■ **Work to be completed**: Transcribe each record exactly as it appears.

■ **Records to process**:
________________
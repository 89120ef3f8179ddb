//! SURGE Export - collaborators that read the coordinator's published view
//!
//! - `exposition`: OpenMetrics text and JSON status over HTTP (pull model)
//! - `csv_sink`: one CSV row per accepted report

pub mod csv_sink;
pub mod exposition;

pub use csv_sink::*;
pub use exposition::*;
//! SURGE Test Harness - simulated fleets for coordinator testing
//!
//! This crate provides:
//! - Simulated worker nodes speaking the wire protocol over real TCP
//! - Seeded QoE report profiles
//! - A fleet builder connecting many workers at once

pub mod profile;
pub mod worker;
pub mod fleet;

pub use profile::*;
pub use worker::*;
pub use fleet::*;
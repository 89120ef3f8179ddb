//! Error types for the SURGE coordinator

use std::net::SocketAddr;

use thiserror::Error;

use crate::NodeId;

/// Core SURGE errors
#[derive(Error, Debug)]
pub enum SurgeError {
    // Protocol errors
    #[error("Malformed message: {0}")]
    MalformedMessage(String),

    // Registry errors
    #[error("Unknown node: {0}")]
    UnknownNode(NodeId),

    // Transport errors
    #[error("Send to {0} failed: connection closed")]
    SendFailed(NodeId),

    #[error("Failed to bind {addr}: {source}")]
    Bind {
        addr: SocketAddr,
        #[source]
        source: std::io::Error,
    },

    #[error("I/O error: {0}")]
    Io(#[from] std::io::Error),

    // Runtime errors
    #[error("Coordinator engine failed: {0}")]
    EngineFailed(String),

    // Startup errors
    #[error("Invalid configuration: {0}")]
    Config(String),

    // Sink errors
    #[error("Sink error: {0}")]
    Sink(String),
}

impl From<serde_json::Error> for SurgeError {
    fn from(e: serde_json::Error) -> Self {
        SurgeError::MalformedMessage(e.to_string())
    }
}

/// Result type for SURGE operations
pub type SurgeResult<T> = Result<T, SurgeError>;
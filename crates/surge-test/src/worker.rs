//! Simulated worker node
//!
//! Speaks the coordinator's wire protocol over a real TCP connection, follows
//! ramp directives, and sends reports on demand.

use std::net::SocketAddr;
use std::time::Duration;

use serde_json::Value;
use tokio::io::{AsyncBufReadExt, AsyncWriteExt, BufReader, Lines};
use tokio::net::tcp::{OwnedReadHalf, OwnedWriteHalf};
use tokio::net::TcpStream;

use surge_core::{Inbound, NodeId, Outbound, SurgeError, SurgeResult};

use crate::profile::ReportGenerator;

/// How long to wait for the coordinator before giving up
pub const DEFAULT_RECV_TIMEOUT: Duration = Duration::from_secs(5);

/// A ramp directive as received
#[derive(Clone, Copy, Debug, PartialEq, Eq)]
pub struct Directive {
    pub clients: u64,
    pub step: u64,
}

/// A simulated worker connected to a coordinator
pub struct SimulatedWorker {
    node_id: NodeId,
    lines: Lines<BufReader<OwnedReadHalf>>,
    writer: OwnedWriteHalf,
    /// Clients the last directive asked for
    target: u64,
    /// Directives received so far
    directives: Vec<Directive>,
    recv_timeout: Duration,
}

impl SimulatedWorker {
    /// Connect and wait for the `register` greeting
    pub async fn connect(addr: SocketAddr) -> SurgeResult<Self> {
        let stream = TcpStream::connect(addr).await?;
        let (read_half, writer) = stream.into_split();
        let mut lines = BufReader::new(read_half).lines();

        let node_id = match recv_line(&mut lines, DEFAULT_RECV_TIMEOUT).await? {
            Some(Outbound::Register { node_id }) => node_id,
            Some(other) => {
                return Err(SurgeError::MalformedMessage(format!(
                    "expected register, got {other:?}"
                )))
            }
            None => return Err(SurgeError::Io(std::io::ErrorKind::UnexpectedEof.into())),
        };
        tracing::debug!(node = %node_id, "simulated worker registered");

        Ok(SimulatedWorker {
            node_id,
            lines,
            writer,
            target: 0,
            directives: Vec::new(),
            recv_timeout: DEFAULT_RECV_TIMEOUT,
        })
    }

    pub fn with_recv_timeout(mut self, timeout: Duration) -> Self {
        self.recv_timeout = timeout;
        self
    }

    pub fn node_id(&self) -> NodeId {
        self.node_id
    }

    /// Clients currently requested by the coordinator
    pub fn target(&self) -> u64 {
        self.target
    }

    pub fn directives(&self) -> &[Directive] {
        &self.directives
    }

    /// Wait for the next ramp directive. `None` when the coordinator closed
    /// the connection.
    pub async fn next_directive(&mut self) -> SurgeResult<Option<Directive>> {
        loop {
            match recv_line(&mut self.lines, self.recv_timeout).await? {
                Some(Outbound::Ramp { clients, step }) => {
                    let directive = Directive { clients, step };
                    self.target = clients;
                    self.directives.push(directive);
                    return Ok(Some(directive));
                }
                Some(Outbound::Register { .. }) => continue,
                None => return Ok(None),
            }
        }
    }

    /// Send a report with the given metrics payload
    pub async fn report(&mut self, metrics: Value) -> SurgeResult<()> {
        let line = Inbound::report(metrics).to_line()?;
        self.send_raw(&line).await
    }

    /// Report the current target using generated QoE figures
    pub async fn report_with(&mut self, generator: &mut ReportGenerator) -> SurgeResult<()> {
        let metrics = generator.next_metrics(self.target);
        self.report(metrics).await
    }

    /// Send an arbitrary line, valid or not
    pub async fn send_raw(&mut self, line: &str) -> SurgeResult<()> {
        self.writer.write_all(line.as_bytes()).await?;
        self.writer.write_all(b"\n").await?;
        Ok(())
    }

    /// Send raw bytes with no framing added
    pub async fn send_bytes(&mut self, bytes: &[u8]) -> SurgeResult<()> {
        self.writer.write_all(bytes).await?;
        Ok(())
    }

    /// Close the connection
    pub async fn close(mut self) -> SurgeResult<()> {
        self.writer.shutdown().await?;
        Ok(())
    }
}

async fn recv_line(
    lines: &mut Lines<BufReader<OwnedReadHalf>>,
    timeout: Duration,
) -> SurgeResult<Option<Outbound>> {
    let line = tokio::time::timeout(timeout, lines.next_line())
        .await
        .map_err(|_| SurgeError::Io(std::io::ErrorKind::TimedOut.into()))??;
    match line {
        Some(line) => Ok(Some(Outbound::from_line(&line)?)),
        None => Ok(None),
    }
}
________________
■ **Response for this exercise**:
repository 89120ef3f8179ddb
//! SURGE Export - collaborators that read the coordinator's published view
//!
//! - `exposition`: OpenMetrics text and JSON status over HTTP (pull model)
//! - `csv_sink`: one CSV row per accepted report

pub mod csv_sink;
pub mod exposition;

pub use csv_sink::*;
pub use exposition::*;
//! SURGE Test Harness - simulated fleets for coordinator testing
//!
//! This crate provides:
//! - Simulated worker nodes speaking the wire protocol over real TCP
//! - Seeded QoE report profiles
//! - A fleet builder connecting many workers at once

pub mod profile;
pub mod worker;
pub mod fleet;

pub use profile::*;
pub use worker::*;
pub use fleet::*;
repository 89120ef3f8179ddb
//! Error types for the SURGE coordinator

use std::net::SocketAddr;

use thiserror::Error;

use crate::NodeId;

/// Core SURGE errors
#[derive(Error, Debug)]
pub enum SurgeError {
    // Protocol errors
    #[error("Malformed message: {0}")]
    MalformedMessage(String),

    // Registry errors
    #[error("Unknown node: {0}")]
    UnknownNode(NodeId),

    // Transport errors
    #[error("Send to {0} failed: connection closed")]
    SendFailed(NodeId),

    #[error("Failed to bind {addr}: {source}")]
    Bind {
        addr: SocketAddr,
        #[source]
        source: std::io::Error,
    },

    #[error("I/O error: {0}")]
    Io(#[from] std::io::Error),

    // Runtime errors
    #[error("Coordinator engine failed: {0}")]
    EngineFailed(String),

    // Startup errors
    #[error("Invalid configuration: {0}")]
    Config(String),

    // Sink errors
    #[error("Sink error: {0}")]
    Sink(String),
}

impl From<serde_json::Error> for SurgeError {
    fn from(e: serde_json::Error) -> Self {
        SurgeError::MalformedMessage(e.to_string())
    }
}

/// Result type for SURGE operations
pub type SurgeResult<T> = Result<T, SurgeError>;
filename crates/surge-test/src/worker.rs
//! Simulated worker node
//!
//! Speaks the coordinator's wire protocol over a real TCP connection, follows
//! ramp directives, and sends reports on demand.

use std::net::SocketAddr;
use std::time::Duration;

use serde_json::Value;
use tokio::io::{AsyncBufReadExt, AsyncWriteExt, BufReader, Lines};
use tokio::net::tcp::{OwnedReadHalf, OwnedWriteHalf};
use tokio::net::TcpStream;

use surge_core::{Inbound, NodeId, Outbound, SurgeError, SurgeResult};

use crate::profile::ReportGenerator;

/// How long to wait for the coordinator before giving up
pub const DEFAULT_RECV_TIMEOUT: Duration = Duration::from_secs(5);

/// A ramp directive as received
#[derive(Clone, Copy, Debug, PartialEq, Eq)]
pub struct Directive {
    pub clients: u64,
    pub step: u64,
}

/// A simulated worker connected to a coordinator
pub struct SimulatedWorker {
    node_id: NodeId,
    lines: Lines<BufReader<OwnedReadHalf>>,
    writer: OwnedWriteHalf,
    /// Clients the last directive asked for
    target: u64,
    /// Directives received so far
    directives: Vec<Directive>,
    recv_timeout: Duration,
}

impl SimulatedWorker {
    /// Connect and wait for the `register` greeting
    pub async fn connect(addr: SocketAddr) -> SurgeResult<Self> {
        let stream = TcpStream::connect(addr).await?;
        let (read_half, writer) = stream.into_split();
        let mut lines = BufReader::new(read_half).lines();

        let node_id = match recv_line(&mut lines, DEFAULT_RECV_TIMEOUT).await? {
            Some(Outbound::Register { node_id }) => node_id,
            Some(other) => {
                return Err(SurgeError::MalformedMessage(format!(
                    "expected register, got {other:?}"
                )))
            }
            None => return Err(SurgeError::Io(std::io::ErrorKind::UnexpectedEof.into())),
        };
        tracing::debug!(node = %node_id, "simulated worker registered");

        Ok(SimulatedWorker {
            node_id,
            lines,
            writer,
            target: 0,
            directives: Vec::new(),
            recv_timeout: DEFAULT_RECV_TIMEOUT,
        })
    }

    pub fn with_recv_timeout(mut self, timeout: Duration) -> Self {
        self.recv_timeout = timeout;
        self
    }

    pub fn node_id(&self) -> NodeId {
        self.node_id
    }

    /// Clients currently requested by the coordinator
    pub fn target(&self) -> u64 {
        self.target
    }

    pub fn directives(&self) -> &[Directive] {
        &self.directives
    }

    /// Wait for the next ramp directive. `None` when the coordinator closed
    /// the connection.
    pub async fn next_directive(&mut self) -> SurgeResult<Option<Directive>> {
        loop {
            match recv_line(&mut self.lines, self.recv_timeout).await? {
                Some(Outbound::Ramp { clients, step }) => {
                    let directive = Directive { clients, step };
                    self.target = clients;
                    self.directives.push(directive);
                    return Ok(Some(directive));
                }
                Some(Outbound::Register { .. }) => continue,
                None => return Ok(None),
            }
        }
    }

    /// Send a report with the given metrics payload
    pub async fn report(&mut self, metrics: Value) -> SurgeResult<()> {
        let line = Inbound::report(metrics).to_line()?;
        self.send_raw(&line).await
    }

    /// Report the current target using generated QoE figures
    pub async fn report_with(&mut self, generator: &mut ReportGenerator) -> SurgeResult<()> {
        let metrics = generator.next_metrics(self.target);
        self.report(metrics).await
    }

    /// Send an arbitrary line, valid or not
    pub async fn send_raw(&mut self, line: &str) -> SurgeResult<()> {
        self.writer.write_all(line.as_bytes()).await?;
        self.writer.write_all(b"\n").await?;
        Ok(())
    }

    /// Send raw bytes with no framing added
    pub async fn send_bytes(&mut self, bytes: &[u8]) -> SurgeResult<()> {
        self.writer.write_all(bytes).await?;
        Ok(())
    }

    /// Close the connection
    pub async fn close(mut self) -> SurgeResult<()> {
        self.writer.shutdown().await?;
        Ok(())
    }
}

async fn recv_line(
    lines: &mut Lines<BufReader<OwnedReadHalf>>,
    timeout: Duration,
) -> SurgeResult<Option<Outbound>> {
    let line = tokio::time::timeout(timeout, lines.next_line())
        .await
        .map_err(|_| SurgeError::Io(std::io::ErrorKind::TimedOut.into()))??;
    match line {
        Some(line) => Ok(Some(Outbound::from_line(&line)?)),
        None => Ok(None),
    }
}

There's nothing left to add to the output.